:: PROBLEM TO SOLVE ::
Check each line of the material below for the string "origin" and reply with how many have it, nothing more.

:: DATA TO USE ::

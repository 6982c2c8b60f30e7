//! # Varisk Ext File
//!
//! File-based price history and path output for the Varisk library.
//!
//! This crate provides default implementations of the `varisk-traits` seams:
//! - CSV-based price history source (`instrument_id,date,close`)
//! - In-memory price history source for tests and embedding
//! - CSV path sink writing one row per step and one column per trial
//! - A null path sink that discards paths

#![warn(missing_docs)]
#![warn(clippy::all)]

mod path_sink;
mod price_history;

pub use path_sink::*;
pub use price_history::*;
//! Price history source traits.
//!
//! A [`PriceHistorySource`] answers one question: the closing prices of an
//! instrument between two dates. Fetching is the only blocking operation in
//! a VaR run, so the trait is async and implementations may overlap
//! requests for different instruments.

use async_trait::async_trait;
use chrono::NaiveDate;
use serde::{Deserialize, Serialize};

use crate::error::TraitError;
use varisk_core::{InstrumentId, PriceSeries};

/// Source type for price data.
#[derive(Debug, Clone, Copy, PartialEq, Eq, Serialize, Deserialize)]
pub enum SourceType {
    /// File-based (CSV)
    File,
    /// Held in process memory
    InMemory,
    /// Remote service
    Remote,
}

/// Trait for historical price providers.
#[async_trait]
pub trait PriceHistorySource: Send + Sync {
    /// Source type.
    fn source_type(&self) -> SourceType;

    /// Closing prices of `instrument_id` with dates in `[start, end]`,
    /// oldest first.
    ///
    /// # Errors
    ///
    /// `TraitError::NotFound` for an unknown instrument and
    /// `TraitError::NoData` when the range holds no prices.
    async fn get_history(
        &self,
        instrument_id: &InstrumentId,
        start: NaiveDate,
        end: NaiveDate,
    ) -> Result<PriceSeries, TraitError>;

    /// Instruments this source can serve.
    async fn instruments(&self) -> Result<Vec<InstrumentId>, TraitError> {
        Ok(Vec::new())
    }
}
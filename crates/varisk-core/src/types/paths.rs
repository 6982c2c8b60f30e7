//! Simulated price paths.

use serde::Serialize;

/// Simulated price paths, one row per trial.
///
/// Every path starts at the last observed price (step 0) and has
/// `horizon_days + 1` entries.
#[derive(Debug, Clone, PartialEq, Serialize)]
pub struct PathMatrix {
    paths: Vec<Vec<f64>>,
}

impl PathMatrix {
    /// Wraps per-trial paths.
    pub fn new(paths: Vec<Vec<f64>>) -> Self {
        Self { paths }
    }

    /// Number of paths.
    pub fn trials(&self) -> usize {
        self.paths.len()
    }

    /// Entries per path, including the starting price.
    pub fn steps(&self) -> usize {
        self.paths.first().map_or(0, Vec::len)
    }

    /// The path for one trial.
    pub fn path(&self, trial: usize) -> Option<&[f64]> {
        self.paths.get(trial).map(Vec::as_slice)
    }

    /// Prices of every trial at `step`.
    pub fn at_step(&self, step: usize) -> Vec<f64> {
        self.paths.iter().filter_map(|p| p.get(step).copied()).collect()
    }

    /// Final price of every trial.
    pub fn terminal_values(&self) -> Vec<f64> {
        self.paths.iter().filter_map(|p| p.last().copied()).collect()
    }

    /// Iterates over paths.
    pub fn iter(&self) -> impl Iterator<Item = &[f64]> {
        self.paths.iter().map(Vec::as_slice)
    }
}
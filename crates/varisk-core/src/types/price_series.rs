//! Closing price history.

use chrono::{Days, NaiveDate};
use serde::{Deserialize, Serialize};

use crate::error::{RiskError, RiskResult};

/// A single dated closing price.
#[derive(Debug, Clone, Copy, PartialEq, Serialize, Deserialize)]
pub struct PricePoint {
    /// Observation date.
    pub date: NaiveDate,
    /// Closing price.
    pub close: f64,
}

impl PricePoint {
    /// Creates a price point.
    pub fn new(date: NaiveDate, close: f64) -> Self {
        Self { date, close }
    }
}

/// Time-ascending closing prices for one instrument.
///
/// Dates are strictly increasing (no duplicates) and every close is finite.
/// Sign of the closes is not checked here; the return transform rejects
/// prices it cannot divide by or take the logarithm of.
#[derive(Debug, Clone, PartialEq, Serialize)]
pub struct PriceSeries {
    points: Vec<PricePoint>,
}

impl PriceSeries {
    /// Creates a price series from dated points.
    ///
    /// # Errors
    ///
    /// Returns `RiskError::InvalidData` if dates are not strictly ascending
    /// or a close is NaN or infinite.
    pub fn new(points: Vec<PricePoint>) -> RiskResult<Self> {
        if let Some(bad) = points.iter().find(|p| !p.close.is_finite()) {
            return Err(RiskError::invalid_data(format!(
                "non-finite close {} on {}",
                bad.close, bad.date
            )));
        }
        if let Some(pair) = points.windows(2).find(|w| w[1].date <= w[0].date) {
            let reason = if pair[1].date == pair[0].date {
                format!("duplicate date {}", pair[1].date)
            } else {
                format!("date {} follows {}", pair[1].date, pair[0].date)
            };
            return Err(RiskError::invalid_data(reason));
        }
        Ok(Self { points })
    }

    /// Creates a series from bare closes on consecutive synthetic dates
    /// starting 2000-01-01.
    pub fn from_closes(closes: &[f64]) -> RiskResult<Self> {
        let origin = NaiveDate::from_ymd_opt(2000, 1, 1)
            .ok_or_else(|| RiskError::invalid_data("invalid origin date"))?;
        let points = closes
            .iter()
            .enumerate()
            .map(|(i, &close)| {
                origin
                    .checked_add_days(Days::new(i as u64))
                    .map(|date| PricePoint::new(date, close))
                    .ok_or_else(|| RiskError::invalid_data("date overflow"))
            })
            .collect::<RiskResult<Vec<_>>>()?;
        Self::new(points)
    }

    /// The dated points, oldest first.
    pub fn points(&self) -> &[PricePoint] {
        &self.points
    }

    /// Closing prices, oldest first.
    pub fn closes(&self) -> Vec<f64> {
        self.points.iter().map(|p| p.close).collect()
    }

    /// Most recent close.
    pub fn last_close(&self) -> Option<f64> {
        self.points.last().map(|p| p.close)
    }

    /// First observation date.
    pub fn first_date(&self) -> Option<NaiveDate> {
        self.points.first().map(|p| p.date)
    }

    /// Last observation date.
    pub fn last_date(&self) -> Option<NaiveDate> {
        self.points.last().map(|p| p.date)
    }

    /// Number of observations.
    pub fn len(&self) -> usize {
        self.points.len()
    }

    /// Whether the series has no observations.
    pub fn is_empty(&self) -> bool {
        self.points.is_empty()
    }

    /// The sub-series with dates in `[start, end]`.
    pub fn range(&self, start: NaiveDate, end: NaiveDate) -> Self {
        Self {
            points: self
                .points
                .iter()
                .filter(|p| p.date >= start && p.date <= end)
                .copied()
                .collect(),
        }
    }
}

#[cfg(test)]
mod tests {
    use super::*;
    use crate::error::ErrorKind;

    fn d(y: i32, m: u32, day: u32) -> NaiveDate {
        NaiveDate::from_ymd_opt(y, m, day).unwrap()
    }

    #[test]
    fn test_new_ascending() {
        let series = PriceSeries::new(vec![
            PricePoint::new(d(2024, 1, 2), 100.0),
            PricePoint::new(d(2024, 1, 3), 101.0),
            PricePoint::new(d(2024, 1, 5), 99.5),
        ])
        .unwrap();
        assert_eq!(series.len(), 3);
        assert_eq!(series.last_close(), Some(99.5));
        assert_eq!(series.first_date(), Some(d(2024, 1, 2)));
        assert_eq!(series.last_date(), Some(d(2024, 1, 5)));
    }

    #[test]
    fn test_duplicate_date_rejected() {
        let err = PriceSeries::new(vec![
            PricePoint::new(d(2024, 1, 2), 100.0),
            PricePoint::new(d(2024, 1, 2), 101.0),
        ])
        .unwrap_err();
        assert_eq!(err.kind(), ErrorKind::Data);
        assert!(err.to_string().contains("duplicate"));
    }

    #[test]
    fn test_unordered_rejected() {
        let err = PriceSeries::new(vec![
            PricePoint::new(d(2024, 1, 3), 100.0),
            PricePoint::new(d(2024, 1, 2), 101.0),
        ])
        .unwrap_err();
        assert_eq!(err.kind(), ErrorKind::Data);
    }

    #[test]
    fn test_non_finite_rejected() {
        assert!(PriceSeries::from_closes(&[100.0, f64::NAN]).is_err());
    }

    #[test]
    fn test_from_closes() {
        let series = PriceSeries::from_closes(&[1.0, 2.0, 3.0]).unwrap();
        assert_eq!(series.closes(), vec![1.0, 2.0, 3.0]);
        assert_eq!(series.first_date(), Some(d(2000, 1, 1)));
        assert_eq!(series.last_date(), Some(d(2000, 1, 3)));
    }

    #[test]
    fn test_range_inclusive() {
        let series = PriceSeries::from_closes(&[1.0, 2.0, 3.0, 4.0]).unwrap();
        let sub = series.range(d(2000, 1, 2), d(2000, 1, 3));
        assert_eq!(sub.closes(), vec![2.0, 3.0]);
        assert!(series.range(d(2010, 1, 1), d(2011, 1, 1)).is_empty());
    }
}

:: RESPONSE BOX ::
3